DATA SHOWN section start

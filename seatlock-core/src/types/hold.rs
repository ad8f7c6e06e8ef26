use serde::{Deserialize, Serialize};

/// A lock granted on a seat
#[derive(Debug, Clone, PartialEq, Eq, Serialize, Deserialize)]
pub struct LockGrant {
    pub seat_id: String,
    pub owner: String,
    /// Unix milliseconds at which the lock lapses
    pub expires_at: u64,
}

/// A confirmed booking
#[derive(Debug, Clone, PartialEq, Eq, Serialize, Deserialize)]
pub struct Booking {
    pub seat_id: String,
    pub owner: String,
}

/// Result of an unlock call. `released` is false when there was no lock to clear.
#[derive(Debug, Clone, PartialEq, Eq, Serialize, Deserialize)]
pub struct UnlockOutcome {
    pub seat_id: String,
    pub released: bool,
    pub previous_owner: Option<String>,
}

/// Capability proving the holder was authorized as an administrator.
///
/// Only the reservation manager mints these, after checking the configured
/// admin key.
#[derive(Debug, Clone, Copy, PartialEq, Eq)]
pub struct AdminGrant {
    _sealed: (),
}

impl AdminGrant {
    pub(crate) fn new() -> Self {
        Self { _sealed: () }
    }
}

/// Who is asking to release a seat
#[derive(Debug, Clone, PartialEq, Eq)]
pub enum Principal {
    User(String),
    Admin(AdminGrant),
}

impl Principal {
    pub fn user(user_id: impl Into<String>) -> Self {
        Principal::User(user_id.into())
    }

    /// Whether this principal may clear a hold owned by `owner`.
    pub fn may_release(&self, owner: &str) -> bool {
        match self {
            Principal::User(user_id) => user_id == owner,
            Principal::Admin(_) => true,
        }
    }

    pub fn is_admin(&self) -> bool {
        matches!(self, Principal::Admin(_))
    }
}

impl std::fmt::Display for Principal {
    fn fmt(&self, f: &mut std::fmt::Formatter<'_>) -> std::fmt::Result {
        match self {
            Principal::User(user_id) => write!(f, "{}", user_id),
            Principal::Admin(_) => write!(f, "<admin>"),
        }
    }
}
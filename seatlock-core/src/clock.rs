//! Wall-clock milliseconds that advance with the tokio clock.

use std::time::{SystemTime, UNIX_EPOCH};
use tokio::time::Instant;

/// Anchors wall-clock time once, then advances it by `tokio::time::Instant`.
///
/// Deadlines and expiry timers therefore share one notion of time, including
/// when the tokio clock is paused in tests.
#[derive(Debug, Clone, Copy)]
pub struct RuntimeClock {
    anchor_ms: u64,
    anchor: Instant,
}

impl RuntimeClock {
    pub fn new() -> Self {
        let anchor_ms = SystemTime::now()
            .duration_since(UNIX_EPOCH)
            .unwrap_or_default()
            .as_millis() as u64;
        Self {
            anchor_ms,
            anchor: Instant::now(),
        }
    }

    pub fn now_ms(&self) -> u64 {
        self.anchor_ms + self.anchor.elapsed().as_millis() as u64
    }
}

impl Default for RuntimeClock {
    fn default() -> Self {
        Self::new()
    }
}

DATA SHOWN section end

**TASK DESCRIPTION**:
Having read the records, return each one exactly.

**RESPONSE TO THE EXERCISE**:
filename seatlock-core/src/types/hold.rs
repository ad8f7c6e06e8ef26
use serde::{Deserialize, Serialize};

/// A lock granted on a seat
#[derive(Debug, Clone, PartialEq, Eq, Serialize, Deserialize)]
pub struct LockGrant {
    pub seat_id: String,
    pub owner: String,
    /// Unix milliseconds at which the lock lapses
    pub expires_at: u64,
}

/// A confirmed booking
#[derive(Debug, Clone, PartialEq, Eq, Serialize, Deserialize)]
pub struct Booking {
    pub seat_id: String,
    pub owner: String,
}

/// Result of an unlock call. `released` is false when there was no lock to clear.
#[derive(Debug, Clone, PartialEq, Eq, Serialize, Deserialize)]
pub struct UnlockOutcome {
    pub seat_id: String,
    pub released: bool,
    pub previous_owner: Option<String>,
}

/// Capability proving the holder was authorized as an administrator.
///
/// Only the reservation manager mints these, after checking the configured
/// admin key.
#[derive(Debug, Clone, Copy, PartialEq, Eq)]
pub struct AdminGrant {
    _sealed: (),
}

impl AdminGrant {
    pub(crate) fn new() -> Self {
        Self { _sealed: () }
    }
}

/// Who is asking to release a seat
#[derive(Debug, Clone, PartialEq, Eq)]
pub enum Principal {
    User(String),
    Admin(AdminGrant),
}

impl Principal {
    pub fn user(user_id: impl Into<String>) -> Self {
        Principal::User(user_id.into())
    }

    /// Whether this principal may clear a hold owned by `owner`.
    pub fn may_release(&self, owner: &str) -> bool {
        match self {
            Principal::User(user_id) => user_id == owner,
            Principal::Admin(_) => true,
        }
    }

    pub fn is_admin(&self) -> bool {
        matches!(self, Principal::Admin(_))
    }
}

impl std::fmt::Display for Principal {
    fn fmt(&self, f: &mut std::fmt::Formatter<'_>) -> std::fmt::Result {
        match self {
            Principal::User(user_id) => write!(f, "{}", user_id),
            Principal::Admin(_) => write!(f, "<admin>"),
        }
    }
}
filename seatlock-core/src/clock.rs
//! Wall-clock milliseconds that advance with the tokio clock.

use std::time::{SystemTime, UNIX_EPOCH};
use tokio::time::Instant;

/// Anchors wall-clock time once, then advances it by `tokio::time::Instant`.
///
/// Deadlines and expiry timers therefore share one notion of time, including
/// when the tokio clock is paused in tests.
#[derive(Debug, Clone, Copy)]
pub struct RuntimeClock {
    anchor_ms: u64,
    anchor: Instant,
}

impl RuntimeClock {
    pub fn new() -> Self {
        let anchor_ms = SystemTime::now()
            .duration_since(UNIX_EPOCH)
            .unwrap_or_default()
            .as_millis() as u64;
        Self {
            anchor_ms,
            anchor: Instant::now(),
        }
    }

    pub fn now_ms(&self) -> u64 {
        self.anchor_ms + self.anchor.elapsed().as_millis() as u64
    }
}

impl Default for RuntimeClock {
    fn default() -> Self {
        Self::new()
    }
}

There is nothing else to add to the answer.